Почему этому сайту требуются файлы cookie?

Этот сайт использует файлы cookie для повышения производительности, запоминая, что вы вошли в систему, когда переходите со страницы на страницу.Чтобы предоставить доступ без файлов cookie потребует, чтобы сайт создавал новый сеанс для каждой посещаемой страницы, что замедляет работу системы до неприемлемого уровня.


Что сохраняется в файле cookie?

Этот сайт не хранит ничего, кроме автоматически сгенерированного идентификатора сеанса в cookie; никакая другая информация не фиксируется.

Как правило, в файлах cookie может храниться только информация, которую вы предоставляете, или выбор, который вы делаете при посещении веб-сайта.Например, сайт не может определить ваше имя электронной почты, пока вы не введете его. Разрешение веб-сайту создавать файлы cookie не дает этому или любому другому сайту доступа к остальной части вашего компьютера, и только сайт, который создал файл cookie, может его прочитать.

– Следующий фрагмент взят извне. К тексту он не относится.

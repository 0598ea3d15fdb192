use std::fs;
use std::path::Path;

use log::warn;
use serde::{Deserialize, Serialize};
use snafu::ResultExt;

use crate::{OpeningConfigSnafu, ParsingConfigSnafu, WdResult};

/// Name of the optional override file consulted by
/// [`ImportConfig::load_or_default`].
pub const CONFIG_FILE_NAME: &str = "workday_config.json";

/// Import configuration: header synonyms and structural parameters.
///
/// Every field carries a default, and deserialization merges provided keys
/// over the defaults field by field. A partial or drifting override file
/// therefore degrades gracefully instead of failing the run.
#[derive(Debug, Clone, PartialEq, Eq, Serialize, Deserialize)]
#[serde(default)]
pub struct ImportConfig {
    pub column_headers: ColumnHeaders,
    pub optional_headers: OptionalHeaders,
    /// 1-based row holding the column titles. Row 1 of the Workday export
    /// is a free-text title banner.
    pub header_row: usize,
    pub request_types: RequestTypes,
}

impl Default for ImportConfig {
    fn default() -> Self {
        ImportConfig {
            column_headers: ColumnHeaders::default(),
            optional_headers: OptionalHeaders::default(),
            header_row: 2,
            request_types: RequestTypes::default(),
        }
    }
}

/// Acceptable header texts for each required field, case-insensitive.
#[derive(Debug, Clone, PartialEq, Eq, Serialize, Deserialize)]
#[serde(default)]
pub struct ColumnHeaders {
    pub about: Vec<String>,
    pub from_name: Vec<String>,
    pub question: Vec<String>,
    pub feedback: Vec<String>,
    pub asked_by: Vec<String>,
    pub request_type: Vec<String>,
    pub date: Vec<String>,
}

impl Default for ColumnHeaders {
    fn default() -> Self {
        ColumnHeaders {
            about: strings(&["about", "recipient", "employee", "for"]),
            from_name: strings(&["from", "provider", "given by", "reviewer"]),
            question: strings(&["question"]),
            feedback: strings(&["feedback", "response", "answer", "comments"]),
            asked_by: strings(&["asked by", "requested by", "requester"]),
            request_type: strings(&["type", "request type"]),
            date: strings(&["date", "response date", "submitted"]),
        }
    }
}

/// Header texts for fields whose absence is not worth a warning.
#[derive(Debug, Clone, PartialEq, Eq, Serialize, Deserialize)]
#[serde(default)]
pub struct OptionalHeaders {
    pub about_id: Vec<String>,
    pub from_id: Vec<String>,
    pub feedback_also_given_to: Vec<String>,
}

impl Default for OptionalHeaders {
    fn default() -> Self {
        OptionalHeaders {
            about_id: strings(&["about id", "recipient id", "employee id"]),
            from_id: strings(&["from id", "provider id", "reviewer id"]),
            feedback_also_given_to: strings(&["feedback also given to", "also given to"]),
        }
    }
}

/// Canonical labels for the two feedback-request types, used by the row
/// consistency check.
#[derive(Debug, Clone, PartialEq, Eq, Serialize, Deserialize)]
#[serde(default)]
pub struct RequestTypes {
    #[serde(rename = "self")]
    pub self_requested: String,
    pub others: String,
}

impl Default for RequestTypes {
    fn default() -> Self {
        RequestTypes {
            self_requested: "Requested by Self".to_string(),
            others: "Requested by Others".to_string(),
        }
    }
}

fn strings(xs: &[&str]) -> Vec<String> {
    xs.iter().map(|s| s.to_string()).collect()
}

impl ImportConfig {
    /// Reads a configuration override from `path`.
    pub fn load(path: &Path) -> WdResult<ImportConfig> {
        let display = path.display().to_string();
        let contents = fs::read_to_string(path).context(OpeningConfigSnafu {
            path: display.clone(),
        })?;
        serde_json::from_str(&contents).context(ParsingConfigSnafu { path: display })
    }

    /// Returns the override found as `workday_config.json` in `dir`, or the
    /// built-in defaults. A missing file is routine; a malformed one is
    /// logged and ignored rather than failing the run.
    pub fn load_or_default(dir: &Path) -> ImportConfig {
        let path = dir.join(CONFIG_FILE_NAME);
        if !path.exists() {
            return ImportConfig::default();
        }
        match ImportConfig::load(&path) {
            Ok(config) => config,
            Err(e) => {
                warn!("ignoring unreadable {}: {}", CONFIG_FILE_NAME, e);
                ImportConfig::default()
            }
        }
    }
}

Ученые привлекли лишайников к мониторингу загрязнения воздуха

Лишайники. Кредит: МФТИ

Группа исследователей из МФТИ предложила анализировать состав лишайников для оценки качества атмосферного воздуха, когда обычные станции мониторинга недоступны.Они провели исследование лишайника Xanthoria parietina , образцы которого были собраны в Москве, Нижнем Новгороде и двух подмосковных городах — Долгопрудном и Дубне. Анализ образцов показал содержание в них железа, меди и марганца, а также концентрации свободных радикалов фенола и полифенола — двух типов соединений, встречающихся в естественных условиях в лишайниках. Результаты исследования были опубликованы в журнале Journal of Applied Spectroscopy .

«Показывая, что качество атмосферного воздуха определяет концентрацию радикалов в лишайниках, мы доказываем, что спектроскопия электронного парамагнитного резонанса может быть использована для мониторинга окружающей среды в городах», — говорит доцент кафедры химии МФТИ Светлана Журавлева.«Это делает метод очень удобным для тех районов, где нет станций мониторинга воздуха. Даже в крупных городах с миллионным населением обычно не более 10 таких объектов».

Ионы металлов и свободные радикалы органических молекул участвуют в ферментативных реакциях, жизненно важных для здоровья. Но избыток ионов и радикалов нарушает клеточный метаболизм и нарушает естественный баланс окислительно-восстановительных реакций, повреждая белки, нуклеиновые кислоты и липиды в клеточной мембране.Поскольку это повреждение накапливается в клетках, оно может привести к множеству серьезных заболеваний. Загрязнение атмосферного воздуха в густонаселенных промышленных городах является одним из главных факторов, влияющих на чрезмерное количество ионов металлов и свободных радикалов в живых клетках. По оценкам исследователей, в 2015 году 16 процентов смертей во всем мире были вызваны болезнями, вызванными плохими условиями окружающей среды. Это в три раза больше числа смертей, вызванных СПИДом, туберкулезом и малярией вместе взятых, или в 15 раз больше числа людей, погибших в войнах и других формах насилия.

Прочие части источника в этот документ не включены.